Viajo mucho, tal vez demasiado, pero es que el mundo es tan bonito… Nací en Londres por casualidad: mis padres habían llegado allí de camino a ver los Juegos Olímpicos de Berlín y a mi madre se le adelantó el parto. Luego regresaron a Australia atravesando Estados Unidos en un rally, y en Los Ángeles tomaron un barco. No sé si eso marca. Siempre me ha gustado viajar. Me gusta conocer gente, estudiantes. Escuchar otras preocupaciones, ver otros estilos de vida me hace pensar. Pero después del Pritzker no puedo ir a todos los lugares de donde me llaman. Con todo, lo disfruto: la enseñanza se ha convertido en una magnífica manera de aprender.

¿A qué obedece su aislamiento profesional? No tiene teléfono, ni correo electrónico, ni móvil.

Ahora ya no estoy solo. Recientemente amplié mi despacho. Estoy asociado a mi mujer. Además tengo un fax. Los faxes son estupendos. Quien quiere algo se toma la molestia de escribirlo. Ese mínimo esfuerzo elimina a quienes sólo quieren cháchara. No tengo secretaria y no me puedo pasar el día al teléfono. Así de sencillo.

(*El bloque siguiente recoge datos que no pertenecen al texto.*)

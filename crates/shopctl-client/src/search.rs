//! Progressive product search.
//!
//! The backend's `search` parameter is unreliable on some deployments, so
//! the search falls back through three strategies: a direct id lookup for
//! numeric queries, the server-side `search` parameter, and finally a
//! bounded client-side scan of the product collection. The scan is the
//! expensive path and is the reason every search carries a [`CancelToken`]:
//! a superseded scan must never deliver stale results.

use shopctl_core::Product;

use crate::cancel::CancelToken;
use crate::client::CatalogClient;
use crate::error::ApiError;
use crate::fetch_all::DEFAULT_PAGE_SIZE;
use crate::types::ProductQuery;

const DEFAULT_SCAN_CAP: usize = 20_000;

#[derive(Debug, Clone)]
pub struct SearchOptions {
    pub page_size: u32,
    /// Safety cap on the number of products examined by the scan fallback.
    pub scan_cap: usize,
    pub lang: Option<String>,
}

impl Default for SearchOptions {
    fn default() -> Self {
        Self {
            page_size: DEFAULT_PAGE_SIZE,
            scan_cap: DEFAULT_SCAN_CAP,
            lang: None,
        }
    }
}

impl CatalogClient {
    /// Searches products by id, name, slug, or SKU.
    ///
    /// Strategies, in order:
    ///
    /// 1. If `query` parses as an id, look the product up directly; a
    ///    missing id falls through to the next strategy.
    /// 2. Ask the backend via the `search` parameter; a non-empty result
    ///    wins.
    /// 3. Scan the collection page by page, matching name/slug/SKU
    ///    case-insensitively, up to `options.scan_cap` products.
    ///
    /// The token is checked before every page request.
    ///
    /// # Errors
    ///
    /// - [`ApiError::Cancelled`] once `cancel` has been cancelled.
    /// - Any request error from the active strategy.
    pub async fn search_products(
        &self,
        query: &str,
        options: &SearchOptions,
        cancel: &CancelToken,
    ) -> Result<Vec<Product>, ApiError> {
        let needle = query.trim();
        if needle.is_empty() {
            return Ok(Vec::new());
        }
        cancel.check()?;

        if let Ok(id) = needle.parse::<i64>() {
            match self.get_product(id).await {
                Ok(product) => return Ok(vec![product]),
                Err(ApiError::NotFound { .. }) => {}
                Err(err) => return Err(err),
            }
            cancel.check()?;
        }

        let page = self
            .list_products(&ProductQuery {
                limit: options.page_size,
                search: Some(needle.to_owned()),
                lang: options.lang.clone(),
                ..ProductQuery::default()
            })
            .await?;
        if !page.items.is_empty() {
            return Ok(page.items);
        }

        self.scan_products(needle, options, cancel).await
    }

    /// Strategy 3: walk the whole collection and match client-side.
    async fn scan_products(
        &self,
        needle: &str,
        options: &SearchOptions,
        cancel: &CancelToken,
    ) -> Result<Vec<Product>, ApiError> {
        let needle_lower = needle.to_lowercase();
        let page_size = options.page_size.max(1);
        let mut matches = Vec::new();
        let mut skip: u32 = 0;
        let mut scanned: usize = 0;

        loop {
            cancel.check()?;
            let page = self
                .list_products(&ProductQuery {
                    skip,
                    limit: page_size,
                    lang: options.lang.clone(),
                    ..ProductQuery::default()
                })
                .await?;

            let count = page.items.len();
            scanned += count;
            matches.extend(
                page.items
                    .into_iter()
                    .filter(|product| product_matches(product, &needle_lower)),
            );

            let has_next = page.meta.as_ref().and_then(|meta| meta.has_next);
            if count < page_size as usize || has_next == Some(false) {
                break;
            }
            if scanned >= options.scan_cap {
                tracing::warn!(
                    scanned,
                    cap = options.scan_cap,
                    "product scan cap reached, search results may be incomplete"
                );
                break;
            }
            skip = skip.saturating_add(page_size);
        }

        Ok(matches)
    }
}

fn product_matches(product: &Product, needle_lower: &str) -> bool {
    product.name.to_lowercase().contains(needle_lower)
        || product.slug.to_lowercase().contains(needle_lower)
        || product
            .sku
            .as_deref()
            .is_some_and(|sku| sku.to_lowercase().contains(needle_lower))
}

Usted habla de una lección aprendida en la infancia: la necesidad de hacerse amigo del paisaje. ¿Cómo se hace?

El arquitecto noruego Christian Norberg Shulz escribió que hasta que no se es capaz de disfrutar del crujido de la nieve bajo una pisada, no se llega a comprender el paisaje de su país. En el mío, si no has oído el cambio del día de verano a la noche estival, si no has oído ni olido esos cambios, no conoces la tierra. El cielo australiano es de los más claros del mundo, despejado, con estrellas.

¿Es más difícil hacerse amigo de un paisaje urbano?

En Sidney, no. Lo más bonito de mi ciudad es su puerto. Y el puerto es un espacio público: tienes que caminar más de un kilómetro hacia el interior para encontrar espacios privados.

¿Qué se puede hacer para que lo que se construye sea mejor?

Pensar. Si uno pregunta: ¿por qué se están construyendo tantos edificios extraños?, con frecuencia la respuesta que le dan es: porque es posible, la técnica y el dinero lo hacen posible. Eso no es una respuesta válida ni suficiente. Los edificios deberían cubrir necesidades reales, no fabricadas. Las personas nos abrigamos en invierno y nos desnudamos en verano. Con las casas deberíamos hacer justamente lo contrario: abrigarlas en verano (para aislarlas del sol) y desnudarlas en invierno (para permitir que el sol las caliente). Por lo demás, las normas son las mismas que para todo: si lo que uno tiene que decir no es mejor que el silencio, lo mejor es callarse. Si lo que vas a construir no mejora el paisaje, por lo menos que no lo estropee. El paisaje debe comerse a la arquitectura, y no al revés. Sólo así los edificios estarán al servicio de las necesidades reales del hombre. Y no creándole nuevas preocupaciones.